• Instructions to follow:
Gather from the listing below each line that includes the word "evicted", and copy it.

• Material provided:
//! # Idempotent Event Consumer
//!
//! Exactly-once application of events delivered at-least-once by a realtime
//! change stream. Each delivery carries a stable event id (for row change
//! events: `table:kind:row-id`); the guard remembers ids it has already
//! applied and reports re-deliveries as duplicates.
//!
//! ## Problem
//!
//! Push channels redeliver after reconnects and may fan the same row change
//! out twice. Applying a duplicate insert to a client cache shows the same
//! comment or message twice and drifts counters.
//!
//! ## Solution
//!
//! Track processed event ids in memory:
//! - **Bounded**: at most `capacity` ids are remembered, oldest evicted first
//! - **Retention**: ids older than the retention window are dropped by
//!   [`IdempotencyGuard::cleanup_old_events`]
//! - **Shareable**: clones share the same id set
//!
//! ```text
//! Realtime channel → Subscription → IdempotencyGuard → Reducer → Store
//!                                        ↓
//!                                  (Check/Store)
//!                                        ↓
//!                               processed id window
//! ```
//!
//! ## Usage Example
//!
//! ```ignore
//! use idempotent_consumer::{IdempotencyGuard, ProcessingResult};
//! use std::time::Duration;
//!
//! # async fn example() -> Result<(), Box<dyn std::error::Error>> {
//! let guard = IdempotencyGuard::new(10_000, Duration::from_secs(3600));
//!
//! match guard.process_if_new("comments:insert:42", || async {
//!     // merge the row into local state
//!     Ok(())
//! }).await? {
//!     ProcessingResult::Success => {}
//!     ProcessingResult::AlreadyProcessed => {}
//!     ProcessingResult::Failed(err) => eprintln!("merge failed: {err}"),
//! }
//! # Ok(())
//! # }
//! ```

use chrono::{DateTime, Utc};
use parking_lot::Mutex;
use serde::{Deserialize, Serialize};
use std::collections::{HashMap, VecDeque};
use std::future::Future;
use std::sync::Arc;
use std::time::Duration;
use tracing::{debug, info, warn};

mod error;

pub use error::{IdempotencyError, IdempotencyResult};

/// Maximum accepted length of an event id
const MAX_EVENT_ID_LEN: usize = 255;

/// Result of processing an event with idempotency check
#[derive(Debug, Clone, PartialEq, Eq)]
pub enum ProcessingResult {
    /// Event was processed successfully (first time)
    Success,

    /// Event was already processed before (duplicate)
    AlreadyProcessed,

    /// Event processing failed with error message
    Failed(String),
}

impl ProcessingResult {
    /// Check if processing was successful (either first time or already processed)
    pub fn is_ok(&self) -> bool {
        matches!(
            self,
            ProcessingResult::Success | ProcessingResult::AlreadyProcessed
        )
    }

    /// Check if processing failed
    pub fn is_failed(&self) -> bool {
        matches!(self, ProcessingResult::Failed(_))
    }
}

/// A remembered event id
#[derive(Debug, Clone, Serialize, Deserialize)]
pub struct ProcessedEvent {
    /// Unique event identifier
    pub event_id: String,

    /// Timestamp when event was marked processed
    pub processed_at: DateTime<Utc>,

    /// Optional metadata about processing (scope, table, ...)
    pub metadata: Option<serde_json::Value>,
}

#[derive(Debug, Default)]
struct ProcessedWindow {
    by_id: HashMap<String, ProcessedEvent>,
    order: VecDeque<String>,
}

impl ProcessedWindow {
    fn evict_oldest(&mut self) -> Option<ProcessedEvent> {
        while let Some(oldest) = self.order.pop_front() {
            if let Some(event) = self.by_id.remove(&oldest) {
                return Some(event);
            }
        }
        None
    }
}

/// Idempotency guard for realtime event processing
///
/// Cloning is cheap; clones share one processed-id window.
#[derive(Clone)]
pub struct IdempotencyGuard {
    window: Arc<Mutex<ProcessedWindow>>,
    capacity: usize,
    retention_duration: Duration,
}

impl IdempotencyGuard {
    /// Create a new idempotency guard
    ///
    /// * `capacity` - Maximum number of ids remembered (at least 1)
    /// * `retention_duration` - How long a processed id is kept
    pub fn new(capacity: usize, retention_duration: Duration) -> Self {
        Self {
            window: Arc::new(Mutex::new(ProcessedWindow::default())),
            capacity: capacity.max(1),
            retention_duration,
        }
    }

    /// Check if an event has already been processed
    pub fn is_processed(&self, event_id: &str) -> IdempotencyResult<bool> {
        Self::validate_event_id(event_id)?;

        let exists = self.window.lock().by_id.contains_key(event_id);
        if exists {
            debug!(event_id = %event_id, "Event already processed");
        }

        Ok(exists)
    }

    /// Mark an event as processed
    ///
    /// Returns `Ok(true)` the first time an id is marked and `Ok(false)` for
    /// a duplicate.
    pub fn mark_processed(
        &self,
        event_id: &str,
        metadata: Option<serde_json::Value>,
    ) -> IdempotencyResult<bool> {
        Self::validate_event_id(event_id)?;

        let mut window = self.window.lock();
        if window.by_id.contains_key(event_id) {
            debug!(
                event_id = %event_id,
                "Event already marked as processed (duplicate)"
            );
            return Ok(false);
        }

        while window.by_id.len() >= self.capacity {
            if let Some(evicted) = window.evict_oldest() {
                debug!(event_id = %evicted.event_id, "Evicted processed event id");
            } else {
                break;
            }
        }

        let has_metadata = metadata.is_some();
        window.order.push_back(event_id.to_string());
        window.by_id.insert(
            event_id.to_string(),
            ProcessedEvent {
                event_id: event_id.to_string(),
                processed_at: Utc::now(),
                metadata,
            },
        );

        debug!(
            event_id = %event_id,
            has_metadata,
            "Event marked as processed"
        );

        Ok(true)
    }

    /// Process event only if it hasn't been processed before
    ///
    /// The id is recorded only after `f` succeeds, so a failed merge can be
    /// retried by a later re-delivery.
    pub async fn process_if_new<F, Fut, E>(
        &self,
        event_id: &str,
        f: F,
    ) -> IdempotencyResult<ProcessingResult>
    where
        F: FnOnce() -> Fut,
        Fut: Future<Output = Result<(), E>>,
        E: std::fmt::Display,
    {
        if self.is_processed(event_id)? {
            return Ok(ProcessingResult::AlreadyProcessed);
        }

        match f().await {
            Ok(()) => {
                // A concurrent delivery may have finished first while `f` was suspended.
                if self.mark_processed(event_id, None)? {
                    Ok(ProcessingResult::Success)
                } else {
                    Ok(ProcessingResult::AlreadyProcessed)
                }
            }
            Err(e) => {
                warn!(
                    event_id = %event_id,
                    error = %e,
                    "Event processing failed"
                );
                Ok(ProcessingResult::Failed(e.to_string()))
            }
        }
    }

    /// Drop ids older than the retention window
    ///
    /// Returns the number of ids removed.
    pub fn cleanup_old_events(&self) -> IdempotencyResult<u64> {
        let retention = chrono::Duration::from_std(self.retention_duration).map_err(|e| {
            IdempotencyError::InvalidRetention(format!("Invalid retention duration: {}", e))
        })?;
        let cutoff_time = Utc::now() - retention;

        let mut window = self.window.lock();
        let before = window.by_id.len();
        window.by_id.retain(|_, event| event.processed_at >= cutoff_time);
        let ProcessedWindow { by_id, order } = &mut *window;
        order.retain(|id| by_id.contains_key(id));
        let deleted_count = (before - window.by_id.len()) as u64;

        if deleted_count > 0 {
            info!(
                deleted_count = deleted_count,
                cutoff_time = %cutoff_time,
                "Cleaned up old processed events"
            );
        } else {
            debug!("No old events to cleanup");
        }

        Ok(deleted_count)
    }

    /// Forget every processed id (used when the protected cache is rebuilt)
    pub fn reset(&self) {
        let mut window = self.window.lock();
        window.by_id.clear();
        window.order.clear();
    }

    /// Number of ids currently remembered
    pub fn len(&self) -> usize {
        self.window.lock().by_id.len()
    }

    pub fn is_empty(&self) -> bool {
        self.len() == 0
    }

    /// Validate event_id format
    fn validate_event_id(event_id: &str) -> IdempotencyResult<()> {
        if event_id.is_empty() {
            return Err(IdempotencyError::InvalidEventId(
                "Event ID cannot be empty".to_string(),
            ));
        }

        if event_id.len() > MAX_EVENT_ID_LEN {
            return Err(IdempotencyError::InvalidEventId(format!(
                "Event ID too long: {} characters (max {})",
                event_id.len(),
                MAX_EVENT_ID_LEN
            )));
        }

        Ok(())
    }
}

• Solution to the problem:
//! - **Bounded**: at most `capacity` ids are remembered, oldest evicted first
            if let Some(evicted) = window.evict_oldest() {
                debug!(event_id = %evicted.event_id, "Evicted processed event id");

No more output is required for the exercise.